- _YOUR TASK_: Select and copy out every line in the records containing "SshConfig".

Stored items:
###

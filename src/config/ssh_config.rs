// ABOUTME: OpenSSH client configuration reader.
// ABOUTME: Parses Host blocks with wildcard patterns and answers per-alias attribute lookups.

use super::{AliasResolver, keys};
use crate::error::{Error, Result};
use std::path::{Path, PathBuf};

const SYSTEM_CONFIG_PATH: &str = "/etc/ssh/ssh_config";
const SYSTEM_CONFIG_DIR: &str = "/etc/ssh";
const MAX_INCLUDE_DEPTH: usize = 16;

/// Parsed OpenSSH client configuration.
///
/// Lookups follow OpenSSH semantics: blocks are scanned in file order and the
/// first value obtained for a keyword wins. `get_all` collects the values of
/// every matching block, which is how repeated `IdentityFile` lines accumulate.
///
/// `Include` splices the named files in place. Relative paths are resolved
/// against `~/.ssh` (or `/etc/ssh` for the system config) and may be globs.
/// Files that do not exist are skipped.
#[derive(Debug, Clone, Default)]
pub struct SshConfig {
    blocks: Vec<Block>,
}

#[derive(Debug, Clone)]
struct Block {
    selector: Selector,
    entries: Vec<Entry>,
}

#[derive(Debug, Clone)]
enum Selector {
    /// Directives before the first Host line.
    Global,
    Host(Vec<Pattern>),
    /// Match blocks are not evaluated.
    Match,
}

#[derive(Debug, Clone)]
struct Pattern {
    negated: bool,
    glob: String,
}

#[derive(Debug, Clone)]
struct Entry {
    key: String,
    value: String,
}

impl SshConfig {
    /// Parse configuration text.
    pub fn parse(text: &str) -> Result<Self> {
        Self::parse_named(text, "<string>", &user_include_dir())
    }

    /// Read and parse a configuration file.
    pub fn from_file(path: impl AsRef<Path>) -> Result<Self> {
        Self::read_file(path.as_ref(), &user_include_dir())
    }

    fn read_file(path: &Path, include_dir: &Path) -> Result<Self> {
        let text = std::fs::read_to_string(path).map_err(|e| {
            if e.kind() == std::io::ErrorKind::NotFound {
                Error::ConfigNotFound(path.to_path_buf())
            } else {
                Error::Io(e)
            }
        })?;
        Self::parse_named(&text, &path.display().to_string(), include_dir)
    }

    /// Load `~/.ssh/config` followed by the system-wide config.
    ///
    /// Missing files are skipped, so this returns an empty config on a
    /// machine without any SSH configuration.
    pub fn load_default() -> Result<Self> {
        let mut sources: Vec<(PathBuf, PathBuf)> = Vec::new();
        if let Some(home) = dirs::home_dir() {
            let dir = home.join(".ssh");
            sources.push((dir.join("config"), dir));
        }
        sources.push((
            PathBuf::from(SYSTEM_CONFIG_PATH),
            PathBuf::from(SYSTEM_CONFIG_DIR),
        ));

        let mut config = Self::default();
        for (path, include_dir) in sources {
            match Self::read_file(&path, &include_dir) {
                Ok(loaded) => {
                    tracing::debug!("Loaded SSH config from {}", path.display());
                    config = config.merge(loaded);
                }
                Err(Error::ConfigNotFound(_)) => {}
                Err(e) => return Err(e),
            }
        }
        Ok(config)
    }

    /// Layer `other` underneath `self`: values from `self` take precedence.
    pub fn merge(mut self, other: SshConfig) -> Self {
        self.blocks.extend(other.blocks);
        self
    }

    fn parse_named(text: &str, origin: &str, include_dir: &Path) -> Result<Self> {
        let mut blocks = vec![Block {
            selector: Selector::Global,
            entries: Vec::new(),
        }];
        parse_into(&mut blocks, text, origin, include_dir, 0)?;
        Ok(Self { blocks })
    }

    fn matching_values<'a>(
        &'a self,
        alias: &'a str,
        key: &'a str,
    ) -> impl Iterator<Item = &'a str> + 'a {
        self.blocks
            .iter()
            .filter(move |block| block.matches(alias))
            .flat_map(|block| block.entries.iter())
            .filter(move |entry| entry.key.eq_ignore_ascii_case(key))
            .map(|entry| entry.value.as_str())
            .filter(|value| !value.is_empty())
    }
}

impl AliasResolver for SshConfig {
    fn get(&self, alias: &str, key: &str) -> Option<String> {
        self.matching_values(alias, key)
            .next()
            .map(str::to_string)
            .or_else(|| default_value(key).map(str::to_string))
    }

    fn get_all(&self, alias: &str, key: &str) -> Vec<String> {
        self.matching_values(alias, key).map(str::to_string).collect()
    }
}

impl Block {
    fn matches(&self, alias: &str) -> bool {
        match &self.selector {
            Selector::Global => true,
            Selector::Match => false,
            Selector::Host(patterns) => {
                let mut matched = false;
                for pattern in patterns {
                    if wildcard_match(&pattern.glob, alias) {
                        if pattern.negated {
                            return false;
                        }
                        matched = true;
                    }
                }
                matched
            }
        }
    }
}

/// Append the directives in `text` to `blocks`, following `Include`.
fn parse_into(
    blocks: &mut Vec<Block>,
    text: &str,
    origin: &str,
    include_dir: &Path,
    depth: usize,
) -> Result<()> {
    for (idx, raw) in text.lines().enumerate() {
        let line = raw.trim();
        if line.is_empty() || line.starts_with('#') {
            continue;
        }

        let parse_error = |message: String| Error::Parse {
            path: origin.to_string(),
            line: idx + 1,
            message,
        };

        let (key, value) = split_directive(line);
        if value.is_empty() {
            return Err(parse_error(format!("missing value for {}", key)));
        }

        if key.eq_ignore_ascii_case("Host") {
            let patterns = value
                .split_whitespace()
                .map(|p| unquote(p).to_string())
                .filter(|p| !p.is_empty())
                .map(|p| match p.strip_prefix('!') {
                    Some(rest) => Pattern {
                        negated: true,
                        glob: rest.to_string(),
                    },
                    None => Pattern {
                        negated: false,
                        glob: p,
                    },
                })
                .collect::<Vec<_>>();
            if patterns.is_empty() {
                return Err(parse_error("Host requires at least one pattern".to_string()));
            }
            blocks.push(Block {
                selector: Selector::Host(patterns),
                entries: Vec::new(),
            });
        } else if key.eq_ignore_ascii_case("Match") {
            tracing::debug!("{}:{}: Match blocks are not supported, skipping", origin, idx + 1);
            blocks.push(Block {
                selector: Selector::Match,
                entries: Vec::new(),
            });
        } else if key.eq_ignore_ascii_case("Include") {
            if depth >= MAX_INCLUDE_DEPTH {
                return Err(parse_error("Include nested too deeply".to_string()));
            }
            for pattern in value.split_whitespace() {
                let pattern = include_path(unquote(pattern), include_dir);
                for path in expand_include(&pattern).map_err(&parse_error)? {
                    let included = std::fs::read_to_string(&path)?;
                    let outer = blocks.last().map(|b| b.selector.clone());
                    let before = blocks.len();
                    tracing::debug!("{}:{}: including {}", origin, idx + 1, path.display());
                    parse_into(
                        blocks,
                        &included,
                        &path.display().to_string(),
                        include_dir,
                        depth + 1,
                    )?;
                    // Lines after the Include belong to the including block again.
                    if let Some(selector) = outer.filter(|_| blocks.len() != before) {
                        blocks.push(Block {
                            selector,
                            entries: Vec::new(),
                        });
                    }
                }
            }
        } else if let Some(block) = blocks.last_mut() {
            block.entries.push(Entry {
                key: key.to_string(),
                value: unquote(value).to_string(),
            });
        }
    }

    Ok(())
}

/// Expand `~` and anchor relative Include paths at `include_dir`.
fn include_path(value: &str, include_dir: &Path) -> PathBuf {
    let expanded = match (value.strip_prefix("~/"), dirs::home_dir()) {
        (Some(rest), Some(home)) => home.join(rest),
        _ => PathBuf::from(value),
    };
    if expanded.is_absolute() {
        expanded
    } else {
        include_dir.join(expanded)
    }
}

/// Files matching an Include pattern, in sorted order.
fn expand_include(pattern: &Path) -> std::result::Result<Vec<PathBuf>, String> {
    let pattern = pattern
        .to_str()
        .ok_or_else(|| format!("Include path is not valid UTF-8: {}", pattern.display()))?;
    let mut paths: Vec<PathBuf> = glob::glob(pattern)
        .map_err(|e| format!("invalid Include pattern {:?}: {}", pattern, e))?
        .filter_map(|entry| entry.ok())
        .filter(|path| path.is_file())
        .collect();
    paths.sort();
    Ok(paths)
}

fn user_include_dir() -> PathBuf {
    dirs::home_dir()
        .map(|home| home.join(".ssh"))
        .unwrap_or_else(|| PathBuf::from(".ssh"))
}

fn default_value(key: &str) -> Option<&'static str> {
    if key.eq_ignore_ascii_case(keys::PORT) {
        Some("22")
    } else {
        None
    }
}

/// Split `Keyword value`, `Keyword=value` or `Keyword = value`.
fn split_directive(line: &str) -> (&str, &str) {
    let end = line
        .find(|c: char| c.is_whitespace() || c == '=')
        .unwrap_or(line.len());
    let key = &line[..end];
    let rest = line[end..].trim_start();
    let rest = rest.strip_prefix('=').unwrap_or(rest).trim();
    (key, rest)
}

fn unquote(value: &str) -> &str {
    value
        .strip_prefix('"')
        .and_then(|v| v.strip_suffix('"'))
        .unwrap_or(value)
}

/// Case-insensitive glob match supporting `*` and `?`.
fn wildcard_match(pattern: &str, text: &str) -> bool {
    let pattern = pattern.as_bytes();
    let text = text.as_bytes();
    let (mut p, mut t) = (0, 0);
    let mut backtrack: Option<(usize, usize)> = None;

    while t < text.len() {
        if p < pattern.len() && pattern[p] == b'*' {
            backtrack = Some((p, t));
            p += 1;
        } else if p < pattern.len()
            && (pattern[p] == b'?' || pattern[p].eq_ignore_ascii_case(&text[t]))
        {
            p += 1;
            t += 1;
        } else if let Some((star_p, star_t)) = backtrack {
            p = star_p + 1;
            t = star_t + 1;
            backtrack = Some((star_p, star_t + 1));
        } else {
            return false;
        }
    }

    pattern[p..].iter().all(|&c| c == b'*')
}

###

- _EXERCISE RESPONSE_:
pub struct SshConfig {
impl SshConfig {
    pub fn merge(mut self, other: SshConfig) -> Self {
impl AliasResolver for SshConfig {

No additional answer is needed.